R É P U B L I Q U E F R A N Ç A I S E

_________________________

AU NOM DU PEUPLE FRANÇAIS
_________________________


ARRÊT DE LA COUR DE CASSATION, TROISIÈME CHAMBRE CIVILE, DU 4 JUILLET 2024

1°/ la société Elyreal, société par actions simplifiée,

2°/ la société Opereal, société civile immobilière,

toutes deux ayant leur siège [Adresse 3],

ont formé le pourvoi n° R 23-13.285 contre l'arrêt rendu le 12 mai 2021 par la cour d'appel de Toulouse (2e chambre), dans le litige les opposant :

1°/ à la société Ludendo commerce France, société par actions simplifiée, dont le siège est [Adresse 2],

2°/ à la société BTSG, société civile professionnelle, dont le siège est [Adresse 4], en la personne de M. [E] [C], prise en qualité de liquidateur de la société Ludendo commerce France,

3°/ à la société MJA, société d'exercice libéral à forme anonyme, dont le siège est [Adresse 1], en la personne de Mme [R] [M], prise en qualité de liquidateur de la société Ludendo commerce France,
4°/ à la société Récréaclub venant aux droits de la société EPSE Jouéclub entente des professionnels spécialistes de l'enfant, dont le siège est [Adresse 5], elle-même venant aux droits de la société Ludendo commerce France,

défenderesses à la cassation.

Les demanderesses invoquent, à l'appui de leur pourvoi, un moyen de cassation.

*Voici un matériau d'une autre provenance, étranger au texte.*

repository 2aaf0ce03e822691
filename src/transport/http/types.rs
use crate::app::TableService;
use crate::domain::schema::ColumnDef;
use axum::extract::rejection::JsonRejection;
use axum::http::StatusCode;
use axum::Json;
use serde::{Deserialize, Serialize};
use serde_json::Value as JsonValue;
use std::sync::Arc;
use utoipa::ToSchema;

#[derive(Clone)]
pub struct AppState {
    pub service: Arc<TableService>,
}

impl AppState {
    pub fn new(service: Arc<TableService>) -> Self {
        Self { service }
    }
}

#[derive(Serialize, Debug, ToSchema)]
pub struct ApiResponse {
    pub success: bool,
    #[serde(skip_serializing_if = "Option::is_none")]
    pub message: Option<String>,
    #[serde(skip_serializing_if = "Option::is_none")]
    #[schema(value_type = Object)]
    pub data: Option<JsonValue>,
    #[serde(skip_serializing_if = "Option::is_none")]
    pub error: Option<String>,
}

impl ApiResponse {
    pub fn ok(message: impl Into<String>) -> Self {
        Self {
            success: true,
            message: Some(message.into()),
            data: None,
            error: None,
        }
    }

    pub fn ok_data(data: JsonValue) -> Self {
        Self {
            success: true,
            message: None,
            data: Some(data),
            error: None,
        }
    }

    pub fn failure(error: impl Into<String>) -> Self {
        Self {
            success: false,
            message: None,
            data: None,
            error: Some(error.into()),
        }
    }

    pub fn with_data(mut self, data: JsonValue) -> Self {
        self.data = Some(data);
        self
    }
}

#[derive(Deserialize, Debug, ToSchema)]
pub struct CreateTableRequest {
    pub table_name: String,
    pub columns: Vec<ColumnDef>,
}

/// Multipart body of an upload; documentation only, the handler reads the
/// parts itself.
#[derive(Debug, ToSchema)]
#[allow(dead_code)]
pub struct UploadForm {
    /// A `.json` (array of objects) or `.csv` (header row) file.
    #[schema(value_type = String, format = Binary)]
    pub file: Vec<u8>,
}

pub fn json_422(err: JsonRejection, expected: &str) -> (StatusCode, Json<ApiResponse>) {
    (
        StatusCode::UNPROCESSABLE_ENTITY,
        Json(ApiResponse::failure(format!(
            "Invalid JSON body: {} (expected: {})",
            err, expected
        ))),
    )
}
pub mod router;
pub mod types;
pub mod handlers {
    pub mod common;
    pub mod data;
    pub mod health;
    pub mod tables;
}

pub use router::{create_router, ApiDoc};
pub use types::AppState;
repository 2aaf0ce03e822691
pub mod table_service;

pub use table_service::{ServiceError, TableDescription, TableService};
//! Metadata inspector: the store catalog is the ground truth for which tables
//! exist and which column names a request may reference.

use crate::domain::error::QueryError;
use crate::domain::ident::validate_ident;
use crate::domain::schema::REGISTRY_TABLE;
use crate::storage::{CatalogColumn, StoreClient, StoreError};
use std::sync::Arc;

/// Tables owned by the service itself. They are invisible to data operations.
pub const INTERNAL_TABLES: &[&str] = &[REGISTRY_TABLE];

fn is_internal(table_name: &str) -> bool {
    INTERNAL_TABLES.contains(&table_name)
}

/// The live column set of one table. Only names taken from here are ever
/// embedded in generated SQL.
#[derive(Debug, Clone, PartialEq)]
pub struct Whitelist {
    table: String,
    columns: Vec<CatalogColumn>,
}

impl Whitelist {
    pub fn new(table: impl Into<String>, columns: Vec<CatalogColumn>) -> Self {
        Self {
            table: table.into(),
            columns,
        }
    }

    pub fn table(&self) -> &str {
        &self.table
    }

    pub fn get(&self, column_name: &str) -> Option<&CatalogColumn> {
        self.columns.iter().find(|c| c.column_name == column_name)
    }

    pub fn contains(&self, column_name: &str) -> bool {
        self.get(column_name).is_some()
    }

    pub fn names(&self) -> Vec<&str> {
        self.columns.iter().map(|c| c.column_name.as_str()).collect()
    }

    pub fn columns(&self) -> &[CatalogColumn] {
        &self.columns
    }
}

pub struct MetadataInspector {
    store: Arc<dyn StoreClient>,
}

impl MetadataInspector {
    pub fn new(store: Arc<dyn StoreClient>) -> Self {
        Self { store }
    }

    pub async fn table_exists(&self, table_name: &str) -> Result<bool, StoreError> {
        if is_internal(table_name) {
            return Ok(false);
        }
        self.store.catalog_has_table(table_name).await
    }

    /// Columns in ordinal order; empty for unknown or internal tables.
    pub async fn columns_of(&self, table_name: &str) -> Result<Vec<CatalogColumn>, StoreError> {
        if is_internal(table_name) {
            return Ok(Vec::new());
        }
        self.store.catalog_columns(table_name).await
    }

    pub async fn list_tables(&self) -> Result<Vec<String>, StoreError> {
        let mut tables = self.store.catalog_tables().await?;
        tables.retain(|t| !is_internal(t));
        Ok(tables)
    }

    /// Existence check plus column lookup, as every data operation needs.
    pub async fn require_columns(&self, table_name: &str) -> Result<Whitelist, QueryError> {
        // A name that could never be a table is reported like any missing one.
        if !validate_ident(table_name) || !self.table_exists(table_name).await? {
            return Err(QueryError::TableNotFound(table_name.to_string()));
        }
        let columns = self.columns_of(table_name).await?;
        if columns.is_empty() {
            return Err(QueryError::NoColumns(table_name.to_string()));
        }
        Ok(Whitelist::new(table_name, columns))
    }
}
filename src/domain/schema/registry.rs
//! Schema registry: persists logical schemas in the `dynamic_table_schemas`
//! table so they survive restarts and can be listed.

use crate::domain::error::SchemaError;
use crate::domain::schema::{LogicalSchema, RegisteredSchema};
use crate::storage::{Row, Statement, StoreClient};
use serde_json::Value as JsonValue;
use std::sync::Arc;

pub const REGISTRY_TABLE: &str = "dynamic_table_schemas";

const SELECT_ENTRY: &str = "SELECT json_build_object(
        'table_name', table_name,
        'columns', columns,
        'created_at', created_at
    ) AS record
    FROM dynamic_table_schemas";

pub struct SchemaRegistry {
    store: Arc<dyn StoreClient>,
}

impl SchemaRegistry {
    pub fn new(store: Arc<dyn StoreClient>) -> Self {
        Self { store }
    }

    /// Creates the registry table if it does not exist yet.
    pub async fn ensure_storage(&self) -> Result<(), SchemaError> {
        self.store
            .execute(&Statement::new(
                "CREATE TABLE IF NOT EXISTS dynamic_table_schemas (
                    id BIGSERIAL PRIMARY KEY,
                    table_name TEXT NOT NULL UNIQUE,
                    columns JSONB NOT NULL,
                    created_at TIMESTAMPTZ NOT NULL DEFAULT now()
                )",
            ))
            .await?;
        Ok(())
    }

    /// The insert used to register `schema`; exposed so table creation can run
    /// it in the same transaction as the DDL.
    pub fn insert_statement(schema: &LogicalSchema) -> Result<Statement, SchemaError> {
        let columns = serde_json::to_value(&schema.columns).map_err(|e| SchemaError::Unreadable {
            table: schema.table_name.clone(),
            reason: e.to_string(),
        })?;
        Ok(Statement::with_params(
            "INSERT INTO dynamic_table_schemas (table_name, columns) VALUES ($1, $2::jsonb)",
            vec![JsonValue::from(schema.table_name.as_str()), columns],
        ))
    }

    pub async fn is_registered(&self, table_name: &str) -> Result<bool, SchemaError> {
        Ok(self.get(table_name).await?.is_some())
    }

    /// Records `schema`. Must only run after the physical table exists.
    pub async fn register(&self, schema: &LogicalSchema) -> Result<(), SchemaError> {
        if self.is_registered(&schema.table_name).await? {
            return Err(SchemaError::DuplicateTable(schema.table_name.clone()));
        }
        let stmt = Self::insert_statement(schema)?;
        match self.store.execute(&stmt).await {
            Ok(_) => Ok(()),
            // Lost a race with a concurrent registration.
            Err(e) if e.is_unique_violation() => {
                Err(SchemaError::DuplicateTable(schema.table_name.clone()))
            }
            Err(e) => Err(e.into()),
        }
    }

    pub async fn get(&self, table_name: &str) -> Result<Option<RegisteredSchema>, SchemaError> {
        let stmt = Statement::with_params(
            format!("{} WHERE table_name = $1", SELECT_ENTRY),
            vec![JsonValue::from(table_name)],
        );
        let rows = self.store.fetch_rows(&stmt).await?;
        rows.into_iter().next().map(parse_entry).transpose()
    }

    pub async fn list(&self) -> Result<Vec<RegisteredSchema>, SchemaError> {
        let stmt = Statement::new(format!("{} ORDER BY table_name", SELECT_ENTRY));
        let rows = self.store.fetch_rows(&stmt).await?;
        rows.into_iter().map(parse_entry).collect()
    }
}

fn parse_entry(row: Row) -> Result<RegisteredSchema, SchemaError> {
    let table = row
        .get("table_name")
        .and_then(|v| v.as_str())
        .unwrap_or("<unknown>")
        .to_string();
    serde_json::from_value(JsonValue::Object(row)).map_err(|e| SchemaError::Unreadable {
        table,
        reason: e.to_string(),
    })
}

#[cfg(test)]
mod tests {
    use super::*;
    use crate::domain::schema::ColumnDef;
    use crate::storage::testing::RecordingStore;
    use serde_json::json;

    fn people() -> LogicalSchema {
        LogicalSchema::new(
            "people",
            vec![
                ColumnDef::new("id", "integer").primary(),
                ColumnDef::new("name", "string"),
            ],
        )
    }

    fn entry_row() -> Row {
        json!({
            "table_name": "people",
            "columns": [
                {"column_name": "id", "data_type": "integer", "is_primary": true},
                {"column_name": "name", "data_type": "string"}
            ],
            "created_at": "2024-05-01T10:00:00.123456+00:00"
        })
        .as_object()
        .cloned()
        .unwrap()
    }

    #[tokio::test]
    async fn register_inserts_columns_as_json() {
        let store = Arc::new(RecordingStore::new());
        let registry = SchemaRegistry::new(store.clone());

        registry.register(&people()).await.unwrap();

        let committed = store.committed();
        assert_eq!(committed.len(), 1);
        assert!(committed[0].sql.starts_with("INSERT INTO dynamic_table_schemas"));
        assert_eq!(committed[0].params[0], json!("people"));
        assert_eq!(committed[0].params[1][0]["column_name"], json!("id"));
        assert_eq!(committed[0].params[1][0]["is_primary"], json!(true));
        assert_eq!(committed[0].params[1][1]["is_nullable"], json!(true));
    }

    #[tokio::test]
    async fn register_rejects_known_tables() {
        let store = Arc::new(RecordingStore::new());
        store.push_rows(vec![entry_row()]);
        let registry = SchemaRegistry::new(store.clone());

        assert!(matches!(
            registry.register(&people()).await,
            Err(SchemaError::DuplicateTable(t)) if t == "people"
        ));
        assert!(store.committed().is_empty());
    }

    #[tokio::test]
    async fn unique_violation_is_a_duplicate() {
        let store = Arc::new(RecordingStore::new());
        // statement 0 is the lookup, statement 1 the insert
        store.fail_statement(1, Some("23505"), "duplicate key value");
        let registry = SchemaRegistry::new(store.clone());

        assert!(matches!(
            registry.register(&people()).await,
            Err(SchemaError::DuplicateTable(_))
        ));
    }

    #[tokio::test]
    async fn get_reads_back_an_entry() {
        let store = Arc::new(RecordingStore::new());
        store.push_rows(vec![entry_row()]);
        let registry = SchemaRegistry::new(store.clone());

        let entry = registry.get("people").await.unwrap().unwrap();
        assert_eq!(entry.table_name, "people");
        assert_eq!(entry.columns, people().columns);
        assert_eq!(store.attempted()[0].params, vec![json!("people")]);
    }

    #[tokio::test]
    async fn list_surfaces_unreadable_entries() {
        let store = Arc::new(RecordingStore::new());
        store.push_rows(vec![json!({"table_name": "broken", "columns": 5})
            .as_object()
            .cloned()
            .unwrap()]);
        let registry = SchemaRegistry::new(store);

        assert!(matches!(
            registry.list().await,
            Err(SchemaError::Unreadable { table, .. }) if table == "broken"
        ));
    }
}
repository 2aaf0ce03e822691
pub mod http;
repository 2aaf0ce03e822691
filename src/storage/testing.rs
//! In-memory store double for unit tests: a fixed catalog, scripted results,
//! and a log of every statement the code under test produced.

use crate::storage::store::{CatalogColumn, Row, Statement, StoreClient, StoreError};
use async_trait::async_trait;
use std::collections::{BTreeMap, VecDeque};
use std::sync::Mutex;

#[derive(Default)]
pub struct RecordingStore {
    tables: Mutex<BTreeMap<String, Vec<CatalogColumn>>>,
    affected: Mutex<VecDeque<u64>>,
    results: Mutex<VecDeque<Vec<Row>>>,
    /// (statement index, SQLSTATE, message) of a scripted failure.
    failure: Mutex<Option<(usize, Option<String>, String)>>,
    attempted: Mutex<Vec<Statement>>,
    committed: Mutex<Vec<Statement>>,
}

impl RecordingStore {
    pub fn new() -> Self {
        Self::default()
    }

    /// Adds a table to the catalog; columns are `(name, catalog data type)`.
    pub fn with_table(self, name: &str, columns: &[(&str, &str)]) -> Self {
        let cols = columns
            .iter()
            .map(|(n, t)| CatalogColumn::new(*n, *t))
            .collect();
        self.tables.lock().unwrap().insert(name.to_string(), cols);
        self
    }

    /// Scripts the affected-row count of the next executed statement (default 1).
    pub fn push_affected(&self, n: u64) {
        self.affected.lock().unwrap().push_back(n);
    }

    /// Scripts the result set of the next fetch (default empty).
    pub fn push_rows(&self, rows: Vec<Row>) {
        self.results.lock().unwrap().push_back(rows);
    }

    /// Makes the `index`-th statement (0-based, over all statements seen) fail.
    pub fn fail_statement(&self, index: usize, code: Option<&str>, message: &str) {
        *self.failure.lock().unwrap() =
            Some((index, code.map(str::to_string), message.to_string()));
    }

    pub fn attempted(&self) -> Vec<Statement> {
        self.attempted.lock().unwrap().clone()
    }

    pub fn committed(&self) -> Vec<Statement> {
        self.committed.lock().unwrap().clone()
    }

    fn record(&self, stmt: &Statement) -> Result<u64, StoreError> {
        let mut attempted = self.attempted.lock().unwrap();
        let index = attempted.len();
        attempted.push(stmt.clone());

        if let Some((fail_at, code, message)) = self.failure.lock().unwrap().as_ref() {
            if *fail_at == index {
                return Err(StoreError::Rejected {
                    code: code.clone(),
                    message: message.clone(),
                });
            }
        }
        Ok(self.affected.lock().unwrap().pop_front().unwrap_or(1))
    }
}

#[async_trait]
impl StoreClient for RecordingStore {
    async fn execute(&self, stmt: &Statement) -> Result<u64, StoreError> {
        let n = self.record(stmt)?;
        self.committed.lock().unwrap().push(stmt.clone());
        Ok(n)
    }

    async fn execute_atomic(&self, stmts: &[Statement]) -> Result<Vec<u64>, StoreError> {
        let mut counts = Vec::with_capacity(stmts.len());
        for stmt in stmts {
            counts.push(self.record(stmt)?);
        }
        self.committed.lock().unwrap().extend(stmts.iter().cloned());
        Ok(counts)
    }

    async fn fetch_rows(&self, stmt: &Statement) -> Result<Vec<Row>, StoreError> {
        self.record(stmt)?;
        Ok(self.results.lock().unwrap().pop_front().unwrap_or_default())
    }

    async fn catalog_tables(&self) -> Result<Vec<String>, StoreError> {
        Ok(self.tables.lock().unwrap().keys().cloned().collect())
    }

    async fn catalog_has_table(&self, table_name: &str) -> Result<bool, StoreError> {
        Ok(self.tables.lock().unwrap().contains_key(table_name))
    }

    async fn catalog_columns(&self, table_name: &str) -> Result<Vec<CatalogColumn>, StoreError> {
        Ok(self
            .tables
            .lock()
            .unwrap()
            .get(table_name)
            .cloned()
            .unwrap_or_default())
    }

    async fn ping(&self) -> Result<(), StoreError> {
        Ok(())
    }
}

Le dossier a été communiqué au procureur général.

Sur le rapport de Mme Aldigé, conseiller référendaire, les observations de la SCP Boucard-Maman, avocat de la société Elyreal et de la société civile immobilière Opereal, de la SCP Piwnica et Molinié, avocat de la société Recréaclub, après débats en l'audience publique du 28 mai 2024 où étaient présents Mme Teiller, président, Mme Aldigé, conseiller référendaire rapporteur, Mme Grandjean, conseiller faisant fonction de doyen, et Mme Maréville, greffier de chambre,

la troisième chambre civile de la Cour de cassation, composée des président et conseillers précités, après en avoir délibéré conformément à la loi, a rendu le présent arrêt.

Intervention

1. Il est donné acte à la société Récréaclub de son intervention volontaire, aux droits de la société EPSE Jouéclub entente des professionnels spécialistes de l'enfant, cessionnaire des actifs de la société Ludendo commerce France selon un plan de cession arrêté par un jugement du 9 juin 2023 après l'ouverture d'une procédure collective.

Faits et procédure

2. Selon l'arrêt attaqué (Toulouse, 12 mai 2021), le 1er juillet 2010, la société Elyreal a donné à bail à la société Ludendo commerce France (la locataire) des locaux commerciaux.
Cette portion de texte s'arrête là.